There is something so special about film photography. It’s timeless, nostalgic, intentional and has a way of making you feel like an artist even in the worst creative ruts. And this may come as a surprise, but it makes a super unique client offering that could set you apart. So let’s talk film photography – how to get started, equipment, and how to market and offer film as a service to your clients.


This may sound over simplified, but when it comes to starting film the best thing is to just do it. You have to start somewhere and trial and error is a classic starting point. And yes, I know that film leaves no room for error, but practicing by doing is effective for all learning types and, naturally, the more you practice, the better you get.

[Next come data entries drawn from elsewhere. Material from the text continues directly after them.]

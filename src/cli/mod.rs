pub(crate) mod command;
pub(crate) mod decode;
pub(crate) mod encode;
pub(crate) mod inspect;
pub(crate) mod ui;

use std::io;

use anyhow::Result;
use serde::Serialize;

pub use self::command::{Args, Command, LogLevel, OutputFormat};
pub use self::decode::DecodeArgs;
pub use self::encode::{EncodeArgs, EncodeSource, FileArgs, TextArgs};
pub use self::inspect::InspectArgs;

pub(crate) const DEFAULT_OUTPUT_FILE: &str = "output.png";

/// Writes one pretty-printed JSON value followed by a newline.
pub(crate) fn write_json_line<W, T>(out: &mut W, value: &T) -> Result<()>
where
    W: io::Write,
    T: Serialize,
{
    serde_json::to_writer_pretty(&mut *out, value)?;
    writeln!(out)?;
    Ok(())
}
use std::path::PathBuf;

use derive_more::From;
use thiserror::Error;

use crate::artifact::ArtifactError;
use crate::codec::CodecError;

/// Errors raised by the command-line front-end before or after the codec runs.
#[derive(Debug, Error)]
pub enum CliError {
    #[error("please enter text to encode")]
    EmptyText,
    #[error("recovered file name `{name}` has no usable file name component")]
    UnusableFileName { name: String },
    #[error(
        "refusing to overwrite existing file `{}`; pass --overwrite to replace it",
        path.display()
    )]
    DestinationExists { path: PathBuf },
}

/// Errors returned by telemetry initialisation.
#[derive(Debug, Error)]
pub(crate) enum TelemetryError {
    #[error("failed to install tracing subscriber")]
    Subscriber(#[from] tracing_subscriber::util::TryInitError),
}

/// Top-level errors wrapping the codec and image-artifact error types.
#[derive(Debug, Error, From)]
pub enum PngifyError {
    #[error(transparent)]
    #[from(CodecError, Box<CodecError>)]
    Codec(Box<CodecError>),
    #[error(transparent)]
    #[from(ArtifactError, Box<ArtifactError>)]
    Artifact(Box<ArtifactError>),
}

impl PngifyError {
    /// Returns the codec error, if this failure came from the codec.
    #[must_use]
    pub fn as_codec(&self) -> Option<&CodecError> {
        match self {
            Self::Codec(error) => Some(error),
            Self::Artifact(_) => None,
        }
    }
}
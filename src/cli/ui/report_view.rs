use std::fmt::{self, Display, Formatter};
use std::path::Path;

use crate::codec::{Decoded, PayloadKind};

use super::painter::Painter;
use super::table::Table;

/// Renders the `inspect` report for one decoded image.
pub(crate) struct InspectReportView<'a> {
    image: &'a Path,
    decoded: &'a Decoded,
    painter: &'a Painter,
}

impl<'a> InspectReportView<'a> {
    pub(crate) fn new(image: &'a Path, decoded: &'a Decoded, painter: &'a Painter) -> Self {
        Self {
            image,
            decoded,
            painter,
        }
    }
}

impl Display for InspectReportView<'_> {
    fn fmt(&self, f: &mut Formatter<'_>) -> fmt::Result {
        let decoded = self.decoded;
        let mut rows = vec![
            ("version", self.painter.value(decoded.version().to_string())),
            ("kind", self.painter.value(decoded.kind().to_string())),
        ];
        if let (Some(field_name), Some(value)) =
            (decoded.metadata().field_name(), decoded.metadata_value())
        {
            rows.push((
                "metadata",
                format!(
                    "{} {}",
                    self.painter.muted(format!("{}=", String::from_utf8_lossy(field_name))),
                    self.painter.value(String::from_utf8_lossy(value))
                ),
            ));
        }
        rows.extend([
            (
                "payload_len",
                self.painter.value(decoded.payload().len().to_string()),
            ),
            ("frame_len", self.painter.value(decoded.frame_len().to_string())),
            (
                "checksum",
                self.painter.value(format_checksum(decoded.checksum())),
            ),
            (
                "grid",
                self.painter.value(decoded.dimensions().to_string()),
            ),
        ]);

        write!(
            f,
            "{} {}",
            self.painter.heading("Frame in"),
            self.painter.value(self.image.display().to_string())
        )?;
        write!(f, "\n{}", Table::key_value(self.painter, rows))
    }
}

/// Renders the confirmation line of a finished `encode` command.
pub(crate) struct EncodedView<'a> {
    kind: PayloadKind,
    payload_len: usize,
    output: &'a Path,
    grid: String,
    painter: &'a Painter,
}

impl<'a> EncodedView<'a> {
    pub(crate) fn new(
        kind: PayloadKind,
        payload_len: usize,
        output: &'a Path,
        grid: String,
        painter: &'a Painter,
    ) -> Self {
        Self {
            kind,
            payload_len,
            output,
            grid,
            painter,
        }
    }
}

impl Display for EncodedView<'_> {
    fn fmt(&self, f: &mut Formatter<'_>) -> fmt::Result {
        let noun = match self.kind {
            PayloadKind::Text => "Text",
            PayloadKind::File => "File",
        };
        write!(
            f,
            "{} {noun} encoded to {} {}",
            self.painter.success("✓"),
            self.painter.value(self.output.display().to_string()),
            self.painter
                .muted(format!("({} bytes, {} pixels)", self.payload_len, self.grid)),
        )
    }
}

/// Formats a CRC-32 as eight uppercase hex digits.
pub(crate) fn format_checksum(checksum: u32) -> String {
    hex::encode_upper(checksum.to_be_bytes())
}

#[cfg(test)]
mod tests {
    use insta::assert_snapshot;
    use pretty_assertions::assert_eq;

    use super::*;
    use crate::{Decoder, Encoder};

    #[test]
    fn format_checksum_pads_to_eight_digits() {
        assert_eq!("000000AB", format_checksum(0xAB));
        assert_eq!("DEADBEEF", format_checksum(0xDEAD_BEEF));
    }

    #[test]
    fn encoded_view_renders_plain_line() {
        let painter = Painter::new(false);
        let view = EncodedView::new(
            PayloadKind::File,
            10,
            Path::new("out.png"),
            "3x3".to_string(),
            &painter,
        );

        assert_snapshot!(view.to_string(), @"✓ File encoded to out.png (10 bytes, 3x3 pixels)");
    }

    #[test]
    fn inspect_view_lists_metadata() {
        let grid = Encoder::begin(*b"0123456789")
            .with_metadata("filename", "notes.txt")
            .finalize()
            .expect("file payload should encode");
        let decoded = Decoder::decode(&grid).expect("fresh grid should decode");
        let painter = Painter::new(false);

        let rendered = InspectReportView::new(Path::new("out.png"), &decoded, &painter).to_string();

        assert!(rendered.starts_with("Frame in out.png\n"));
        assert!(rendered.contains("filename= notes.txt"));
        assert!(rendered.contains("file"));
        assert!(rendered.contains(&format_checksum(decoded.checksum())));
    }
}
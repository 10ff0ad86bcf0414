//! Carry text and files inside ordinary-looking PNG images.
//!
//! The [`Encoder`] and [`Decoder`] turn a payload and an optional file name into
//! a CRC-protected frame laid over RGBA pixels. [`ImageArtifact`] moves those
//! pixels in and out of PNG files, and the `pngify` binary wraps both in a
//! small command-line tool.

mod app;
mod artifact;
mod cli;
mod codec;
mod error;
mod telemetry;
mod terminal;

pub use app::{run, run_with_clients, run_with_clients_and_log_level, run_with_log_level};
pub use artifact::{ArtifactError, ImageArtifact};
pub use cli::{
    Args, Command, DecodeArgs, EncodeArgs, EncodeSource, FileArgs, InspectArgs, LogLevel,
    OutputFormat, TextArgs,
};
pub use codec::{
    CHANNELS, CodecError, CodecErrorKind, Decoded, Decoder, Encoder, FILENAME_FIELD, FILLER,
    FORMAT_VERSION, Frame, FrameField, GridDimensions, MAGIC, MAX_FIELD_NAME_LEN, MAX_PAYLOAD_LEN,
    MAX_VALUE_LEN, Metadata, ParsedFrame, PayloadKind, PixelGrid, PixelGridError,
};
pub use error::{CliError, PngifyError};
pub use terminal::TerminalClient;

As you start to hone your skills, you’ll be able to plan ahead and know what images you want to capture.


Any 35mm format is a great beginner film camera because it’s easy and accessible, gives you a good amount of shots (exposures) per roll (great for the trial and error we talked about), and there are various film types available. My personal recommendation? The Canon AE-1 Program.

As far as film goes, the Kodak Gold 200 Film is great for starting out. It’s an affordable option with great coloration. If you’re a Psyched Society subscriber, I go into more detail on film options with 6 types of film for all editing styles in the film photography series. If you’re not a subscriber, it’s never too late to join!

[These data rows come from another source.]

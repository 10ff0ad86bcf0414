use serde::Serialize;
use tracing::{debug, instrument};

use super::error::CodecError;
use super::frame::{Frame, Metadata, ParsedFrame};
use super::raster::{GridDimensions, PixelGrid};

/// How a decoded payload should be presented.
#[derive(Debug, Clone, Copy, Eq, PartialEq, Serialize, strum_macros::Display)]
#[serde(rename_all = "snake_case")]
#[strum(serialize_all = "lowercase")]
pub enum PayloadKind {
    /// No metadata; show the payload as text.
    Text,
    /// Metadata present; save the payload under the recovered name.
    File,
}

/// Payload and metadata recovered from a pixel grid.
#[derive(Debug, Clone, Eq, PartialEq)]
pub struct Decoded {
    parsed: ParsedFrame,
    dimensions: GridDimensions,
}

impl Decoded {
    /// Returns the payload bytes.
    #[must_use]
    pub fn payload(&self) -> &[u8] {
        self.parsed.frame().payload()
    }

    /// Returns the metadata record.
    #[must_use]
    pub fn metadata(&self) -> &Metadata {
        self.parsed.frame().metadata()
    }

    /// Returns the metadata value, e.g. the original file name.
    #[must_use]
    pub fn metadata_value(&self) -> Option<&[u8]> {
        self.metadata().value()
    }

    /// Returns [`PayloadKind::File`] when a metadata value is present.
    #[must_use]
    pub fn kind(&self) -> PayloadKind {
        if self.metadata().is_present() {
            PayloadKind::File
        } else {
            PayloadKind::Text
        }
    }

    /// Returns the format revision of the frame.
    #[must_use]
    pub fn version(&self) -> u8 {
        self.parsed.version()
    }

    /// Returns the verified CRC-32 of the frame.
    #[must_use]
    pub fn checksum(&self) -> u32 {
        self.parsed.checksum()
    }

    /// Returns the frame length in bytes, excluding grid padding.
    #[must_use]
    pub fn frame_len(&self) -> usize {
        self.parsed.len()
    }

    /// Returns the dimensions of the grid the frame was read from.
    #[must_use]
    pub fn dimensions(&self) -> GridDimensions {
        self.dimensions
    }

    /// Consumes the result and returns `(payload, metadata value)`.
    #[must_use]
    pub fn into_parts(self) -> (Vec<u8>, Option<Vec<u8>>) {
        let (payload, metadata) = self.parsed.into_frame().into_parts();
        (payload, metadata.into_value())
    }
}

/// Recovers frames from pixel grids.
pub struct Decoder;

impl Decoder {
    /// Derasterizes `grid` and parses the frame it carries.
    ///
    /// # Errors
    ///
    /// Returns a format, truncation, or integrity error; no partial result is
    /// ever produced.
    ///
    /// ```
    /// use pngify::{Decoder, Encoder, PayloadKind};
    ///
    /// let grid = Encoder::begin(*b"0123456789")
    ///     .with_metadata("filename", "notes.txt")
    ///     .finalize()?;
    /// let decoded = Decoder::decode(&grid)?;
    /// assert_eq!(PayloadKind::File, decoded.kind());
    /// assert_eq!(Some(b"notes.txt".as_slice()), decoded.metadata_value());
    /// # Ok::<(), pngify::CodecError>(())
    /// ```
    #[instrument(skip(grid), level = "debug", fields(dimensions = %grid.dimensions()))]
    pub fn decode(grid: &PixelGrid) -> Result<Decoded, CodecError> {
        let parsed = Frame::parse(grid.derasterize()).inspect_err(|error| {
            debug!(%error, kind = %error.kind(), "rejected pixel grid");
        })?;
        debug!(
            frame_len = parsed.len(),
            payload_len = parsed.frame().payload().len(),
            "parsed frame"
        );
        Ok(Decoded {
            parsed,
            dimensions: grid.dimensions(),
        })
    }
}
use owo_colors::{OwoColorize, Style};

/// Roles a piece of pretty output can play.
#[derive(Debug, Clone, Copy, Eq, PartialEq, strum_macros::EnumIter)]
pub(crate) enum Tone {
    Heading,
    Success,
    Muted,
    Value,
}

impl Tone {
    fn style(self) -> Style {
        match self {
            Self::Heading => Style::new().bold().cyan(),
            Self::Success => Style::new().bold().green(),
            Self::Muted => Style::new().dimmed(),
            Self::Value => Style::new().bold(),
        }
    }
}

/// Styles report text, or passes it through untouched when stdout is not a
/// terminal.
#[derive(Debug)]
pub(crate) struct Painter {
    use_colour: bool,
}

impl Painter {
    pub(crate) fn new(use_colour: bool) -> Self {
        Self { use_colour }
    }

    pub(crate) fn paint(&self, tone: Tone, text: impl AsRef<str>) -> String {
        let text = text.as_ref();
        if self.use_colour {
            text.style(tone.style()).to_string()
        } else {
            text.to_owned()
        }
    }

    pub(crate) fn heading(&self, text: impl AsRef<str>) -> String {
        self.paint(Tone::Heading, text)
    }

    pub(crate) fn success(&self, text: impl AsRef<str>) -> String {
        self.paint(Tone::Success, text)
    }

    pub(crate) fn muted(&self, text: impl AsRef<str>) -> String {
        self.paint(Tone::Muted, text)
    }

    pub(crate) fn value(&self, text: impl AsRef<str>) -> String {
        self.paint(Tone::Value, text)
    }
}

#[cfg(test)]
mod tests {
    use pretty_assertions::assert_eq;
    use strum::IntoEnumIterator;

    use super::*;

    #[test]
    fn plain_painter_passes_text_through() {
        let painter = Painter::new(false);

        for tone in Tone::iter() {
            assert_eq!("notes.txt", painter.paint(tone, "notes.txt"));
        }
    }

    #[test]
    fn colour_painter_wraps_text_in_escapes() {
        let painter = Painter::new(true);

        for tone in Tone::iter() {
            let styled = painter.paint(tone, "notes.txt");
            assert!(styled.starts_with("\u{1b}["), "{tone:?} should emit an escape");
            assert!(styled.contains("notes.txt"));
        }
    }
}
use std::io::{self, IsTerminal};
use std::sync::OnceLock;
use std::time::Duration;

use indicatif::ProgressStyle;
use opentelemetry::global;
use opentelemetry::trace::TracerProvider as _;
use opentelemetry_sdk::trace::SdkTracerProvider;
use tracing::level_filters::LevelFilter;
use tracing::{Level, Metadata};
use tracing_indicatif::{IndicatifLayer, TickSettings};
use tracing_opentelemetry::OpenTelemetryLayer;
use tracing_subscriber::layer::SubscriberExt;
use tracing_subscriber::util::SubscriberInitExt;
use tracing_subscriber::{EnvFilter, Layer, filter, fmt};

use crate::error::TelemetryError;

const DEFAULT_DIRECTIVE: &str = "warn";
const PROGRESS_TARGET_PREFIX: &str = "pngify::";

static TRACING_INITIALISED: OnceLock<Result<(), TelemetryError>> = OnceLock::new();

/// Installs the process-wide tracing subscriber.
///
/// Only the first call in a process installs anything; later calls return the
/// first outcome regardless of their arguments. `level_override` wins over
/// `RUST_LOG`, which wins over `warn`.
pub(crate) fn initialise_tracing(
    service_name: &str,
    interactive_terminal: bool,
    level_override: Option<LevelFilter>,
) -> Result<(), &'static TelemetryError> {
    TRACING_INITIALISED
        .get_or_init(|| {
            let directive = log_directive(level_override, std::env::var("RUST_LOG").ok());
            install(
                service_name,
                interactive_terminal && io::stderr().is_terminal(),
                &directive,
            )
        })
        .as_ref()
        .copied()
}

fn install(service_name: &str, interactive: bool, directive: &str) -> Result<(), TelemetryError> {
    let tracer_provider = SdkTracerProvider::builder().build();
    let tracer = tracer_provider.tracer(service_name.to_owned());
    global::set_tracer_provider(tracer_provider);
    let env_filter =
        EnvFilter::try_new(directive).unwrap_or_else(|_| EnvFilter::new(DEFAULT_DIRECTIVE));

    if !interactive {
        let json_layer = fmt::layer()
            .json()
            .with_target(false)
            .with_writer(io::stderr)
            .with_filter(env_filter);
        tracing_subscriber::registry()
            .with(json_layer)
            .with(OpenTelemetryLayer::new(tracer))
            .try_init()?;
        return Ok(());
    }

    let spinners = IndicatifLayer::new()
        .with_progress_style(spinner_style())
        .with_tick_settings(TickSettings {
            default_tick_interval: Some(Duration::from_millis(90)),
            ..TickSettings::default()
        });
    let pretty_layer = fmt::layer()
        .pretty()
        .with_target(false)
        .with_writer(spinners.get_stderr_writer())
        .with_filter(env_filter);
    tracing_subscriber::registry()
        .with(pretty_layer)
        .with(spinners.with_filter(filter::filter_fn(shows_spinner)))
        .with(OpenTelemetryLayer::new(tracer))
        .try_init()?;
    Ok(())
}

/// Picks the filter directive: explicit level, then `RUST_LOG`, then `warn`.
fn log_directive(level_override: Option<LevelFilter>, rust_log: Option<String>) -> String {
    match (level_override, rust_log) {
        (Some(level), _) => level.to_string().to_lowercase(),
        (None, Some(rust_log)) if !rust_log.trim().is_empty() => rust_log,
        (None, _) => DEFAULT_DIRECTIVE.to_owned(),
    }
}

fn spinner_style() -> ProgressStyle {
    ProgressStyle::with_template("{spinner:.cyan.bold} {msg}")
        .unwrap_or_else(|_error| ProgressStyle::default_spinner())
}

// Command spans at info and above from this crate get a spinner.
fn shows_spinner(metadata: &Metadata<'_>) -> bool {
    metadata.is_span()
        && metadata.target().starts_with(PROGRESS_TARGET_PREFIX)
        && *metadata.level() <= Level::INFO
}

#[cfg(test)]
mod tests {
    use pretty_assertions::assert_eq;
    use rstest::rstest;

    use super::*;

    #[rstest]
    #[case::override_wins(Some(LevelFilter::DEBUG), Some("trace"), "debug")]
    #[case::rust_log(None, Some("pngify=info"), "pngify=info")]
    #[case::blank_rust_log(None, Some("  "), "warn")]
    #[case::nothing_set(None, None, "warn")]
    fn log_directive_precedence(
        #[case] level_override: Option<LevelFilter>,
        #[case] rust_log: Option<&str>,
        #[case] expected: &str,
    ) {
        assert_eq!(
            expected,
            log_directive(level_override, rust_log.map(str::to_owned))
        );
    }
}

  1. Developing. Unless you can support a local dark room or make your own, I recommend shipping your film to be developed at Indie Film Lab. They make the process super simple.
  2. Edit your digital film images. Once you receive your film back, edit your digital film images. I know that sounds like it would defeat the purpose… however, there is a lot you can do to fine tune your film scans just like you would with digital images.


Film allows you to uplevel your client experience without the continuous rat race of having to upgrade to the newest and best equipment. Film allows you to offer something different; something that not every photographer has. These are simple reasons, but that’s what you want to use to market your new service. Don’t over complicate things. Clients love the real real. 

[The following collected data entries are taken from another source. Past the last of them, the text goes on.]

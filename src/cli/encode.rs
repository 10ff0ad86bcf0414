use std::io;
use std::path::{Path, PathBuf};

use anyhow::{Context, Result};
use bon::Builder;
use clap::{Args, Subcommand};
use serde::Serialize;
use tracing::instrument;
use tracing_indicatif::span_ext::IndicatifSpanExt;

use crate::cli::ui::{EncodedView, Painter};
use crate::cli::{DEFAULT_OUTPUT_FILE, OutputFormat, write_json_line};
use crate::codec::{Encoder, FILENAME_FIELD, PayloadKind};
use crate::error::CliError;
use crate::{ImageArtifact, PngifyError};

pub(crate) const PROGRESS_MESSAGE: &str = "Encoding payload into pixels";

/// JSON result emitted by the `encode` command.
#[derive(Serialize)]
#[serde(tag = "action", rename_all = "snake_case")]
enum EncodeResult {
    Encoded {
        kind: PayloadKind,
        output: String,
        payload_len: usize,
        width: u32,
        height: u32,
    },
}

/// Arguments for the `encode` command.
#[derive(Debug, Args)]
pub struct EncodeArgs {
    #[command(subcommand)]
    source: EncodeSource,
}

impl EncodeArgs {
    /// Creates encode arguments for one source.
    #[must_use]
    pub fn new(source: EncodeSource) -> Self {
        Self { source }
    }

    /// Returns the selected source.
    #[must_use]
    pub fn source(&self) -> &EncodeSource {
        &self.source
    }
}

/// What the `encode` command reads its payload from.
#[derive(Debug, Subcommand)]
pub enum EncodeSource {
    /// Encode literal text.
    Text(TextArgs),
    /// Encode a file's contents, carrying its path as the file name.
    File(FileArgs),
}

/// Arguments for `encode text`.
#[derive(Debug, Args)]
pub struct TextArgs {
    /// Text to encode; must not be empty.
    text: String,
    /// Destination PNG path.
    #[arg(short, long, default_value = DEFAULT_OUTPUT_FILE)]
    output: PathBuf,
}

impl TextArgs {
    /// Creates text-encode arguments writing to `output.png`.
    ///
    /// ```
    /// use std::path::Path;
    ///
    /// use pngify::TextArgs;
    ///
    /// let args = TextArgs::new("hello").with_output("greeting.png");
    /// assert_eq!("hello", args.text());
    /// assert_eq!(Path::new("greeting.png"), args.output());
    /// ```
    #[must_use]
    pub fn new(text: impl Into<String>) -> Self {
        Self {
            text: text.into(),
            output: PathBuf::from(DEFAULT_OUTPUT_FILE),
        }
    }

    /// Overrides the destination PNG path.
    #[must_use]
    pub fn with_output(mut self, output: impl Into<PathBuf>) -> Self {
        self.output = output.into();
        self
    }

    /// Returns the text to encode.
    #[must_use]
    pub fn text(&self) -> &str {
        &self.text
    }

    /// Returns the destination PNG path.
    #[must_use]
    pub fn output(&self) -> &Path {
        &self.output
    }
}

/// Arguments for `encode file`.
#[derive(Debug, Args)]
pub struct FileArgs {
    /// File whose contents to encode.
    file: PathBuf,
    /// Destination PNG path.
    #[arg(short, long, default_value = DEFAULT_OUTPUT_FILE)]
    output: PathBuf,
}

impl FileArgs {
    /// Creates file-encode arguments writing to `output.png`.
    #[must_use]
    pub fn new(file: impl Into<PathBuf>) -> Self {
        Self {
            file: file.into(),
            output: PathBuf::from(DEFAULT_OUTPUT_FILE),
        }
    }

    /// Overrides the destination PNG path.
    #[must_use]
    pub fn with_output(mut self, output: impl Into<PathBuf>) -> Self {
        self.output = output.into();
        self
    }

    /// Returns the source file path.
    #[must_use]
    pub fn file(&self) -> &Path {
        &self.file
    }

    /// Returns the destination PNG path.
    #[must_use]
    pub fn output(&self) -> &Path {
        &self.output
    }
}

/// Payload, optional file name, and destination for one encode run.
///
/// The file name is kept as the platform's raw path bytes.
#[derive(Debug, Builder)]
struct EncodeJob {
    payload: Vec<u8>,
    file_name: Option<Vec<u8>>,
    output: PathBuf,
}

impl EncodeJob {
    fn from_source(source: &EncodeSource) -> Result<Self> {
        match source {
            EncodeSource::Text(args) => {
                if args.text().is_empty() {
                    return Err(CliError::EmptyText.into());
                }
                Ok(Self::builder()
                    .payload(args.text().as_bytes().to_vec())
                    .output(args.output().to_path_buf())
                    .build())
            }
            EncodeSource::File(args) => {
                let payload = std::fs::read(args.file()).with_context(|| {
                    format!("failed to read file `{}`", args.file().display())
                })?;
                Ok(Self::builder()
                    .payload(payload)
                    .file_name(args.file().as_os_str().as_encoded_bytes().to_vec())
                    .output(args.output().to_path_buf())
                    .build())
            }
        }
    }

    fn kind(&self) -> PayloadKind {
        if self.file_name.is_some() {
            PayloadKind::File
        } else {
            PayloadKind::Text
        }
    }

    fn into_encoder(self) -> Encoder {
        let mut encoder = Encoder::begin(self.payload);
        if let Some(file_name) = self.file_name {
            encoder.attach_metadata(FILENAME_FIELD, file_name);
        }
        encoder
    }
}

/// Executes the `encode` command.
#[instrument(skip(args, out, painter), level = "info", fields(?output_format))]
pub(crate) fn run<W>(
    args: &EncodeArgs,
    out: &mut W,
    painter: &Painter,
    output_format: OutputFormat,
) -> Result<()>
where
    W: io::Write,
{
    tracing::Span::current().pb_set_message(PROGRESS_MESSAGE);
    let job = EncodeJob::from_source(args.source())?;
    let kind = job.kind();
    let payload_len = job.payload.len();
    let output = job.output.clone();

    let grid = job
        .into_encoder()
        .finalize()
        .map_err(PngifyError::from)
        .context("failed to encode payload")?;
    ImageArtifact::write_png(&grid, &output)
        .map_err(PngifyError::from)
        .with_context(|| format!("failed to write image `{}`", output.display()))?;

    let dimensions = grid.dimensions();
    match output_format {
        OutputFormat::Pretty => {
            writeln!(
                out,
                "{}",
                EncodedView::new(kind, payload_len, &output, dimensions.to_string(), painter)
            )?;
        }
        OutputFormat::Json => {
            write_json_line(
                out,
                &EncodeResult::Encoded {
                    kind,
                    output: output.display().to_string(),
                    payload_len,
                    width: dimensions.width(),
                    height: dimensions.height(),
                },
            )?;
        }
    }
    Ok(())
}

#[cfg(test)]
mod tests {
    use assert_matches::assert_matches;
    use pretty_assertions::assert_eq;

    use super::*;
    use crate::codec::Metadata;

    #[test]
    fn text_job_rejects_empty_text() {
        let source = EncodeSource::Text(TextArgs::new(""));

        let error = EncodeJob::from_source(&source).expect_err("empty text should be rejected");

        assert_matches!(error.downcast_ref::<CliError>(), Some(CliError::EmptyText));
    }

    #[test]
    fn text_job_has_no_metadata() {
        let source = EncodeSource::Text(TextArgs::new("hello").with_output("a.png"));

        let job = EncodeJob::from_source(&source).expect("non-empty text should build a job");

        assert_eq!(PayloadKind::Text, job.kind());
        assert_eq!(Path::new("a.png"), job.output.as_path());
        let encoder = job.into_encoder();
        assert_eq!(&Metadata::Absent, encoder.metadata());
    }

    #[test]
    fn file_job_attaches_filename_metadata() {
        let job = EncodeJob::builder()
            .payload(b"0123456789".to_vec())
            .file_name(b"docs/notes.txt".to_vec())
            .output(PathBuf::from("out.png"))
            .build();

        assert_eq!(PayloadKind::File, job.kind());
        let encoder = job.into_encoder();
        assert_eq!(&Metadata::filename("docs/notes.txt"), encoder.metadata());
    }

    #[test]
    fn file_job_reports_missing_source() {
        let source = EncodeSource::File(FileArgs::new("/nonexistent/pngify/source.bin"));

        let error = EncodeJob::from_source(&source).expect_err("missing file should fail");

        assert!(error.to_string().contains("failed to read file"));
    }

    #[cfg(target_os = "linux")]
    #[test]
    fn file_job_keeps_non_utf8_path_bytes() {
        use std::ffi::OsStr;
        use std::os::unix::ffi::OsStrExt;

        let dir = std::env::temp_dir().join(format!(
            "pngify-raw-name-{}-{:?}",
            std::process::id(),
            std::thread::current().id()
        ));
        std::fs::create_dir_all(&dir).expect("temp dir should be writable");
        let source = dir.join(OsStr::from_bytes(b"caf\xE9.txt"));
        std::fs::write(&source, b"bytes").expect("temp dir should accept raw names");

        let job = EncodeJob::from_source(&EncodeSource::File(FileArgs::new(&source)))
            .expect("existing file should build a job");

        let stored = job.file_name.clone().expect("file jobs carry a name");
        assert!(stored.ends_with(b"/caf\xE9.txt"));
        assert_eq!(source.as_os_str().as_bytes(), stored.as_slice());
        assert_eq!(
            &Metadata::filename(stored.clone()),
            job.into_encoder().metadata()
        );
        let _ = std::fs::remove_dir_all(&dir);
    }
}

Market by creating desire and highlighting film’s timeless look, intention and how it offers the best of both worlds in that you can have those timeless, editorial film images along with the more candid and in the moment digital images that we all know and love.

Get the word out there by blogging about film, mentioning it anywhere you possibly can on your website, talking about it on social media and adding it to your price list. That last one is commitment and I’m here for it. I go into how to price film photography as a service in the film photography series on Psyched Society, so check it out if you’re a subscriber or sign up today if you’re not!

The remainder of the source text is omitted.